## What you will do
Search the entries below for the word "directory" and copy each line that has it.

## Data for the task

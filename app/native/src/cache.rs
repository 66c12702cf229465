//! Application data directory utilities.
//!
//! Every decoded wallpaper gets its own `<data dir>/<content hash>/` folder
//! holding the cached definition and the rasterized frames. The directory
//! defaults to the platform data dir (`~/.local/share/heicwall` on Linux,
//! `~/Library/Application Support/heicwall` on macOS) and can be overridden by
//! `wallpapers.dataDir` in the configuration.

use std::path::{Path, PathBuf};

use crate::config::get_config;
use crate::constants::APP_NAME;

/// Returns the platform default data directory for the application.
///
/// Falls back to `/tmp/heicwall` if the platform directory is unavailable.
#[must_use]
pub fn default_data_dir() -> PathBuf {
    dirs::data_dir().map_or_else(|| PathBuf::from(format!("/tmp/{APP_NAME}")), |data| data.join(APP_NAME))
}

/// Returns the data directory, honoring the configured override.
#[must_use]
pub fn get_data_dir() -> PathBuf { get_config().wallpapers.data_dir().unwrap_or_else(default_data_dir) }

/// Removes a data directory and everything in it.
///
/// # Returns
///
/// The approximate number of bytes freed. A missing directory frees nothing.
///
/// # Errors
///
/// Returns an error if the directory cannot be measured or removed.
pub fn clear_data_dir(dir: &Path) -> std::io::Result<u64> {
    if !dir.exists() {
        return Ok(0);
    }

    let bytes_freed = calculate_dir_size(dir)?;
    std::fs::remove_dir_all(dir)?;

    Ok(bytes_freed)
}

/// Calculates the total size of a directory in bytes.
pub fn calculate_dir_size(path: &Path) -> std::io::Result<u64> {
    let mut total = 0u64;

    if path.is_dir() {
        for entry in std::fs::read_dir(path)? {
            let entry = entry?;
            let path = entry.path();
            if path.is_dir() {
                total += calculate_dir_size(&path)?;
            } else {
                total += entry.metadata().map(|m| m.len()).unwrap_or(0);
            }
        }
    }

    Ok(total)
}

/// Formats a byte count as a human-readable string like "1.50 MB".
#[must_use]
#[allow(clippy::cast_precision_loss)] // Precision loss is acceptable for human-readable output
pub fn format_bytes(bytes: u64) -> String {
    const KB: u64 = 1024;
    const MB: u64 = KB * 1024;
    const GB: u64 = MB * 1024;

    if bytes >= GB {
        format!("{:.2} GB", bytes as f64 / GB as f64)
    } else if bytes >= MB {
        format!("{:.2} MB", bytes as f64 / MB as f64)
    } else if bytes >= KB {
        format!("{:.2} KB", bytes as f64 / KB as f64)
    } else {
        format!("{bytes} bytes")
    }
}

#[cfg(test)]
mod tests {
    use tempfile::TempDir;

    use super::*;

    #[test]
    fn test_default_data_dir_contains_app_name() {
        let path = default_data_dir();
        let path_str = path.to_string_lossy();
        assert!(path_str.contains(APP_NAME), "Path should contain app name: {path_str}");
    }

    #[test]
    fn test_clear_data_dir_reports_freed_bytes() {
        let temp = TempDir::new().unwrap();
        let dir = temp.path().join("data");
        std::fs::create_dir_all(dir.join("abc")).unwrap();
        std::fs::write(dir.join("abc").join("definition.json"), [0u8; 100]).unwrap();
        std::fs::write(dir.join("abc").join("frame-0.jpg"), [0u8; 28]).unwrap();

        assert_eq!(clear_data_dir(&dir).unwrap(), 128);
        assert!(!dir.exists());
    }

    #[test]
    fn test_clear_missing_data_dir() {
        let temp = TempDir::new().unwrap();
        assert_eq!(clear_data_dir(&temp.path().join("missing")).unwrap(), 0);
    }

    #[test]
    fn test_format_bytes_bytes() {
        assert_eq!(format_bytes(0), "0 bytes");
        assert_eq!(format_bytes(1023), "1023 bytes");
    }

    #[test]
    fn test_format_bytes_kb() {
        assert_eq!(format_bytes(1024), "1.00 KB");
        assert_eq!(format_bytes(1536), "1.50 KB");
    }

    #[test]
    fn test_format_bytes_mb_and_gb() {
        assert_eq!(format_bytes(1024 * 1024 + 512 * 1024), "1.50 MB");
        assert_eq!(format_bytes(1024 * 1024 * 1024), "1.00 GB");
    }
}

## Solution
//! Application data directory utilities.
//! holding the cached definition and the rasterized frames. The directory
/// Returns the platform default data directory for the application.
/// Falls back to `/tmp/heicwall` if the platform directory is unavailable.
/// Returns the data directory, honoring the configured override.
/// Removes a data directory and everything in it.
/// The approximate number of bytes freed. A missing directory frees nothing.
/// Returns an error if the directory cannot be measured or removed.
/// Calculates the total size of a directory in bytes.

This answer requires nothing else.